In the upcoming PS4 vs. Xbox One console war, many gamers haven’t decided which console they will buy. And the group of gamers that decided on one console have shifted a few times as more information about each platform comes to light (based on conversations that I’ve had with industry friends). Powered by powerful yet similar platforms, their final decision will come down to the games, not the hardware.
Yet there’s a hidden opportunity to sell hardware here. Making the PlayStation 4’s new DualShock 4 controllers compatible with PlayStation 3. Both use Bluetooth and reviewers have already shown that the DualShock 4 controller does work with PS3 but not wirelessly. In retrospect, adding Bluetooth functionality to the PS3 was a brilliant idea, one that Sony can capitalize on.

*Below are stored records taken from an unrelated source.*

use std::num::NonZeroU32;

use chrono::{DateTime, Utc};
use clap::{Parser, Subcommand};
use tokio_util::sync::CancellationToken;
use tracing::info;

use dm_reader::{ChatReader, ReaderConfig};
use dm_types::api::{ChatMessageParams, ChatMessagesAndReactionsParams, NumChatMessagesSinceParams};
use dm_types::timestamp::{self, TimestampError};

/// Run read-path queries against a chat database and print JSON.
///
/// Timestamps use the `YYYY-MM-DDTHH:MM:SS[.ffffff]` form and are UTC.
#[derive(Parser)]
#[command(name = "dm")]
struct Cli {
    #[command(subcommand)]
    command: Command,
}

#[derive(Subcommand)]
enum Command {
    /// Fetch one message (no membership check)
    Message { chat_id: String, message_id: String },

    /// Newest-first page of a chat as seen by one member
    Feed {
        user_id: i32,
        chat_id: String,
        /// Defaults to DM_DEFAULT_PAGE_SIZE
        #[arg(long)]
        limit: Option<NonZeroU32>,
        /// Exclusive upper bound, defaults to now
        #[arg(long, value_parser = parse_timestamp)]
        before: Option<DateTime<Utc>>,
        /// Exclusive lower bound, defaults to the epoch
        #[arg(long, value_parser = parse_timestamp)]
        after: Option<DateTime<Utc>>,
    },

    /// Messages a user authored after a cursor, total and per-chat max
    Counts {
        user_id: i32,
        #[arg(value_parser = parse_timestamp)]
        cursor: DateTime<Utc>,
    },
}

fn parse_timestamp(raw: &str) -> Result<DateTime<Utc>, TimestampError> {
    timestamp::decode(raw)
}

#[tokio::main]
async fn main() -> anyhow::Result<()> {
    // Load .env if present
    let _ = dotenvy::dotenv();

    // Init logging; stdout is reserved for results
    tracing_subscriber::fmt()
        .with_env_filter(
            tracing_subscriber::EnvFilter::try_from_default_env()
                .unwrap_or_else(|_| "dm=debug".into()),
        )
        .with_writer(std::io::stderr)
        .init();

    let cli = Cli::parse();

    // Config
    let config = ReaderConfig::from_env()?;
    info!(
        "Using chat DB {} ({} readers, {:?} query timeout)",
        config.db_path.display(),
        config.reader_pool_size,
        config.query_timeout
    );
    let reader = ChatReader::open(config)?;

    // Ctrl-C interrupts the in-flight query
    let cancel = CancellationToken::new();
    let on_interrupt = cancel.clone();
    tokio::spawn(async move {
        if tokio::signal::ctrl_c().await.is_ok() {
            on_interrupt.cancel();
        }
    });

    let output = match cli.command {
        Command::Message { chat_id, message_id } => {
            let message = reader
                .chat_message(ChatMessageParams { chat_id, message_id }, &cancel)
                .await?;
            serde_json::to_value(message)?
        }
        Command::Feed { user_id, chat_id, limit, before, after } => {
            let params = ChatMessagesAndReactionsParams {
                user_id,
                chat_id,
                limit: limit.unwrap_or(reader.config().default_page_size),
                before: before.unwrap_or_else(Utc::now),
                after: after.unwrap_or(DateTime::UNIX_EPOCH),
            };
            let page = reader.chat_messages_and_reactions(params, &cancel).await?;
            serde_json::to_value(page)?
        }
        Command::Counts { user_id, cursor } => {
            let counts = reader
                .num_chat_messages_since(NumChatMessagesSinceParams { user_id, cursor }, &cancel)
                .await?;
            serde_json::to_value(counts)?
        }
    };

    println!("{}", serde_json::to_string_pretty(&output)?);
    Ok(())
}
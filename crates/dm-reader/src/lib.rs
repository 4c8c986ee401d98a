pub mod config;
pub mod reader;

pub use config::{ConfigError, ReaderConfig};
pub use dm_db::DbError;
pub use reader::ChatReader;
//! Text codec for timestamps that travel outside a typed column:
//! reaction sub-records, SQLite TEXT columns and JSON payloads.
//!
//! Wire form is `YYYY-MM-DDTHH:MM:SS[.ffffff]` with no zone suffix. Values are
//! always interpreted as UTC. `encode` always writes six fractional digits so
//! encoded values sort lexically in chronological order. That only holds for
//! four-digit years; query bounds outside 0000..=9999 go through
//! `encode_upper_bound` / `encode_lower_bound` instead.

use chrono::{DateTime, Datelike, NaiveDateTime, Timelike, Utc};
use thiserror::Error;

const SECONDS_FORMAT: &str = "%Y-%m-%dT%H:%M:%S";
const CANONICAL_FORMAT: &str = "%Y-%m-%dT%H:%M:%S%.6f";
const SECONDS_LEN: usize = 19;
const MAX_FRACTION_DIGITS: usize = 6;
const FIRST_ENCODABLE: &str = "0000-01-01T00:00:00.000000";
const LAST_ENCODABLE: &str = "9999-12-31T23:59:59.999999";

#[derive(Debug, Clone, PartialEq, Eq, Error)]
#[error("malformed timestamp {input:?}: {reason}")]
pub struct TimestampError {
    pub input: String,
    pub reason: String,
}

impl TimestampError {
    fn new(input: &str, reason: impl Into<String>) -> Self {
        Self {
            input: input.to_string(),
            reason: reason.into(),
        }
    }
}

/// Encode an instant in canonical form (microsecond precision, truncating).
/// Output only decodes and sorts correctly when `is_encodable(ts)`.
pub fn encode(ts: &DateTime<Utc>) -> String {
    ts.naive_utc().format(CANONICAL_FORMAT).to_string()
}

/// Whether `ts` has a four-digit year.
pub fn is_encodable(ts: &DateTime<Utc>) -> bool {
    (0..=9999).contains(&ts.year())
}

/// Text for an exclusive upper bound (`column < bound`) over canonical
/// values. `None` means no stored value can reach `ts`.
///
/// Rounds up to the next microsecond, so a value stored at the truncated
/// instant still compares below the bound.
pub fn encode_upper_bound(ts: &DateTime<Utc>) -> Option<String> {
    let ceiled = match ts.nanosecond() % 1_000 {
        0 => *ts,
        rem => ts.checked_add_signed(chrono::Duration::nanoseconds(i64::from(1_000 - rem)))?,
    };

    match ceiled.year() {
        y if y > 9999 => None,
        y if y < 0 => Some(FIRST_ENCODABLE.to_string()),
        _ => Some(encode(&ceiled)),
    }
}

/// Text for an exclusive lower bound (`column > bound`) over canonical
/// values. `None` means every stored value is after `ts`.
pub fn encode_lower_bound(ts: &DateTime<Utc>) -> Option<String> {
    match ts.year() {
        y if y < 0 => None,
        y if y > 9999 => Some(LAST_ENCODABLE.to_string()),
        _ => Some(encode(ts)),
    }
}

/// Decode `YYYY-MM-DDTHH:MM:SS[.ffffff]` as a UTC instant.
pub fn decode(input: &str) -> Result<DateTime<Utc>, TimestampError> {
    let (whole, fraction) = match input.split_once('.') {
        Some((whole, fraction)) => (whole, Some(fraction)),
        None => (input, None),
    };

    check_shape(input, whole)?;

    let seconds = NaiveDateTime::parse_from_str(whole, SECONDS_FORMAT)
        .map_err(|e| TimestampError::new(input, e.to_string()))?;

    let micros = match fraction {
        Some(digits) => parse_fraction(input, digits)?,
        None => 0,
    };

    seconds
        .with_nanosecond(micros * 1_000)
        .map(|ndt| ndt.and_utc())
        .ok_or_else(|| TimestampError::new(input, "fractional seconds out of range"))
}

/// chrono accepts variable-width fields; the wire form does not.
fn check_shape(input: &str, whole: &str) -> Result<(), TimestampError> {
    if whole.len() != SECONDS_LEN {
        return Err(TimestampError::new(input, "expected YYYY-MM-DDTHH:MM:SS"));
    }

    let shape_ok = whole.bytes().enumerate().all(|(i, b)| match i {
        4 | 7 => b == b'-',
        10 => b == b'T',
        13 | 16 => b == b':',
        _ => b.is_ascii_digit(),
    });

    if shape_ok {
        Ok(())
    } else {
        Err(TimestampError::new(input, "expected YYYY-MM-DDTHH:MM:SS"))
    }
}

fn parse_fraction(input: &str, digits: &str) -> Result<u32, TimestampError> {
    if digits.is_empty() || digits.len() > MAX_FRACTION_DIGITS {
        return Err(TimestampError::new(input, "expected 1 to 6 fractional digits"));
    }
    if !digits.bytes().all(|b| b.is_ascii_digit()) {
        return Err(TimestampError::new(input, "fractional seconds must be digits"));
    }

    let value: u32 = digits
        .parse()
        .map_err(|_| TimestampError::new(input, "fractional seconds must be digits"))?;
    let scale = 10u32.pow((MAX_FRACTION_DIGITS - digits.len()) as u32);
    Ok(value * scale)
}

/// `#[serde(with = "timestamp::serde_text")]` for `DateTime<Utc>` fields.
pub mod serde_text {
    use chrono::{DateTime, Utc};
    use serde::{Deserialize, Deserializer, Serializer};

    pub fn serialize<S: Serializer>(ts: &DateTime<Utc>, serializer: S) -> Result<S::Ok, S::Error> {
        if !super::is_encodable(ts) {
            return Err(serde::ser::Error::custom(format!("{ts} is outside years 0000-9999")));
        }
        serializer.serialize_str(&super::encode(ts))
    }

    pub fn deserialize<'de, D: Deserializer<'de>>(deserializer: D) -> Result<DateTime<Utc>, D::Error> {
        let raw = String::deserialize(deserializer)?;
        super::decode(&raw).map_err(serde::de::Error::custom)
    }
}
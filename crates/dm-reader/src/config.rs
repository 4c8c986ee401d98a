use std::num::NonZeroU32;
use std::path::PathBuf;
use std::str::FromStr;
use std::time::Duration;

use thiserror::Error;

const DEFAULT_PAGE_SIZE: NonZeroU32 = NonZeroU32::new(50).unwrap();
const MAX_PAGE_SIZE: NonZeroU32 = NonZeroU32::new(200).unwrap();

#[derive(Error, Debug, PartialEq, Eq)]
pub enum ConfigError {
    #[error("{var}={value:?} is not valid: {reason}")]
    Invalid {
        var: &'static str,
        value: String,
        reason: String,
    },

    #[error("DM_DEFAULT_PAGE_SIZE ({default}) exceeds DM_MAX_PAGE_SIZE ({max})")]
    PageSizes { default: u32, max: u32 },
}

#[derive(Debug, Clone)]
pub struct ReaderConfig {
    pub db_path: PathBuf,
    pub reader_pool_size: usize,
    pub query_timeout: Duration,
    pub default_page_size: NonZeroU32,
    pub max_page_size: NonZeroU32,
}

impl Default for ReaderConfig {
    fn default() -> Self {
        Self {
            db_path: PathBuf::from("dm.db"),
            reader_pool_size: dm_db::DEFAULT_READER_POOL_SIZE,
            query_timeout: Duration::from_secs(5),
            default_page_size: DEFAULT_PAGE_SIZE,
            max_page_size: MAX_PAGE_SIZE,
        }
    }
}

impl ReaderConfig {
    /// Read `DM_*` variables from the process environment. Unset variables
    /// fall back to defaults; set-but-invalid ones are errors.
    pub fn from_env() -> Result<Self, ConfigError> {
        Self::from_lookup(|var| std::env::var(var).ok())
    }

    pub fn from_lookup<F>(lookup: F) -> Result<Self, ConfigError>
    where
        F: Fn(&str) -> Option<String>,
    {
        let defaults = Self::default();

        let db_path = lookup("DM_DB_PATH").map(PathBuf::from).unwrap_or(defaults.db_path);
        let reader_pool_size: usize =
            parse_var(&lookup, "DM_READER_POOL_SIZE")?.unwrap_or(defaults.reader_pool_size);
        let query_timeout = parse_var::<NonZeroU32, _>(&lookup, "DM_QUERY_TIMEOUT_MS")?
            .map(|ms| Duration::from_millis(u64::from(ms.get())))
            .unwrap_or(defaults.query_timeout);
        let default_page_size =
            parse_var(&lookup, "DM_DEFAULT_PAGE_SIZE")?.unwrap_or(defaults.default_page_size);
        let max_page_size =
            parse_var(&lookup, "DM_MAX_PAGE_SIZE")?.unwrap_or(defaults.max_page_size);

        if reader_pool_size == 0 {
            return Err(ConfigError::Invalid {
                var: "DM_READER_POOL_SIZE",
                value: "0".into(),
                reason: "at least one reader connection is required".into(),
            });
        }
        if default_page_size > max_page_size {
            return Err(ConfigError::PageSizes {
                default: default_page_size.get(),
                max: max_page_size.get(),
            });
        }

        Ok(Self {
            db_path,
            reader_pool_size,
            query_timeout,
            default_page_size,
            max_page_size,
        })
    }
}

fn parse_var<T, F>(lookup: &F, var: &'static str) -> Result<Option<T>, ConfigError>
where
    T: FromStr,
    T::Err: std::fmt::Display,
    F: Fn(&str) -> Option<String>,
{
    match lookup(var) {
        None => Ok(None),
        Some(value) => match value.trim().parse() {
            Ok(parsed) => Ok(Some(parsed)),
            Err(e) => Err(ConfigError::Invalid {
                var,
                reason: e.to_string(),
                value,
            }),
        },
    }
}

Sony’s decision to enable a DualShock 4 on a PS3 would be a software and administrative debate. A basic set of drivers, delivered to PS3 owners before the PS4 launch would allow gamers to start getting used to the new controller. It helps PS3 owners refresh their existing machine. Those drivers might not make features like the Share, Touchpad, Lightbar or headset jack work (although the last would be greatly appreciated) but new is always a desire, especially if a gamer can’t afford the new PS4 yet.
Then my marketing side asks, “Why would Sony do this?”
Sony has always supported its older platforms as the newer platforms arrive. Plus, it would also allow Sony to increase sales of the newer controller SKUs as the older controllers become less desirable.
Next, it’s about the long tail. If I buy a DualShock 4 controller today, I’m more likely to buy a PlayStation 4 tomorrow as my hands get accustomed to the new design and my technophile brain asks, “I wonder what these non-functional buttons do.” Plus, I (as a cheap gamer) want to get more for my $59.99 DualShock 4 investment.
On PlayStation 4’s launch day, Sony could cause a riot by dropping the price of DualShock 3 controllers by $10 to $49.99 and announce that the DualShock 4 is compatible with PS3. This will get PS3 fans to go to retail and get a new controller on launch day (hint, hint: when Sony would have the most marketing behind the PS4). A percentile of controller purchasers would also buy a new PS4 in the first few weeks anyways but for those on the fence, this would be a good long tail strategy for giving gamers a taste of PS4 via their PS3 and seeding a future console purchase near the holidays.